Monday, April 17, 2006

Construct

This is the last view through these woody sticks this year. In less than two weeks, a solid wall of green leafy matter will fill in every blank. The fence and the house and the rest of my neighbor's yard will vanish behind a tapestry of grape leaves and maple leaves, choke cherry and raspberry. In the mean time, I can watch the flowers on the dog wood swell and bloom and drop like spring snow onto the ground around the tree. Another pink bush, I do not know the name, flowers as well. These will finish their work before the leaves have come. The proximity of houses will then disappear. Each of us will have more privacy in spring and summer. But I do not mind my neighbors in the way that they seem to mind me. Is it the fear of loss that attaches itself to every item they have stuffed into their house? The still uncertain relationship that they themselves have with that inner voice, and such uncertainty causing a habitual dislike of exterior voices - lest they somehow foul the nest, as it were. These might be insulting thoughts, could they be heard. Or they might be that essential love we are all missing these days. Too much may overwhelm, not enough does other harm. And it is not even the abstract to which I appeal. I have thought and pondered and wondered with some ferocity this spring season. I will not accept an idle excuse. We are all blessed with eyes and all given the same quotient of reason and wildness. Childhood, from which so many have still not emerged, is merely a luxury of abundance that trains us to want even more. We are quite on track - quite on this track - with these unfettered appetites. But the best individual is the one who recognizes the whole and acts with dignity. We do not love our neighbors because at bottom, we are ashamed. Either they are with us in a superficial skate across the physicality of life and only use language as a toy to keep the truth at bay, or we fear they know our secret. Silence draws the conscience and the conscience tells no lies. So, go ye brave cells of maple and grape, of choke cherry and raspberry, cover these open spaces with your perfectly tuned photon collectors, fill our eyes with the joy of life, let us forget these too grounded thoughts, too much like wild grape vines choking a pine sapling by the edge of a campground road.
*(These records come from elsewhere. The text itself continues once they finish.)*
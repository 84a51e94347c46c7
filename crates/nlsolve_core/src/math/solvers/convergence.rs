//! Stopping tests for the multiroot drivers.

use nalgebra::DVector;

use crate::types::SolverError;

/// Outcome of a stopping test.
#[derive(Debug, Clone, Copy, PartialEq, Eq)]
#[cfg_attr(feature = "serde", derive(serde::Serialize, serde::Deserialize))]
pub enum Convergence {
    /// The tolerance is met.
    Converged,
    /// Keep iterating.
    Continue,
}

impl Convergence {
    /// Returns `true` for [`Convergence::Converged`].
    pub fn is_converged(&self) -> bool {
        matches!(self, Convergence::Converged)
    }
}

/// Residual test: converged when `Σ|f_i| < epsabs`.
///
/// # Errors
///
/// `InvalidInput` if `epsabs` is negative.
///
/// # Example
///
/// ```
/// use nalgebra::DVector;
/// use nlsolve_core::math::solvers::{test_residual, Convergence};
///
/// let f = DVector::from_column_slice(&[1e-12, -1e-12]);
/// assert_eq!(test_residual(&f, 1e-10).unwrap(), Convergence::Converged);
/// assert_eq!(test_residual(&f, 1e-12).unwrap(), Convergence::Continue);
/// ```
pub fn test_residual(f: &DVector<f64>, epsabs: f64) -> Result<Convergence, SolverError> {
    if epsabs < 0.0 {
        return Err(SolverError::invalid_input("absolute tolerance is negative"));
    }

    let residual: f64 = f.iter().map(|fi| fi.abs()).sum();
    if residual < epsabs {
        Ok(Convergence::Converged)
    } else {
        Ok(Convergence::Continue)
    }
}

/// Step test: converged when `|dx_i| < epsabs + epsrel·|x_i|` for every `i`.
///
/// A component whose step is exactly zero always passes.
///
/// # Errors
///
/// `InvalidInput` if either tolerance is negative, `DimensionMismatch` if
/// the vectors differ in length.
pub fn test_delta(
    dx: &DVector<f64>,
    x: &DVector<f64>,
    epsabs: f64,
    epsrel: f64,
) -> Result<Convergence, SolverError> {
    if epsabs < 0.0 {
        return Err(SolverError::invalid_input("absolute tolerance is negative"));
    }
    if epsrel < 0.0 {
        return Err(SolverError::invalid_input("relative tolerance is negative"));
    }
    if dx.len() != x.len() {
        return Err(SolverError::DimensionMismatch {
            expected: x.len(),
            got: dx.len(),
        });
    }

    let ok = dx.iter().zip(x.iter()).all(|(&dxi, &xi)| {
        let tolerance = epsabs + epsrel * xi.abs();
        dxi.abs() < tolerance || dxi == 0.0
    });

    if ok {
        Ok(Convergence::Converged)
    } else {
        Ok(Convergence::Continue)
    }
}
And speaking of choking. It is a mad waving of hands and a pointing of fingers as the reprehensible men who will stand trial one day for war crimes they committed slowly back toward the door hoping to make a successful departure. There are words that emerge to define a travesty, sometimes they become associated with a single name. These devastating early days of the 21st century are no doubt what we will mean when we use the insult "bush" in the not too distant future.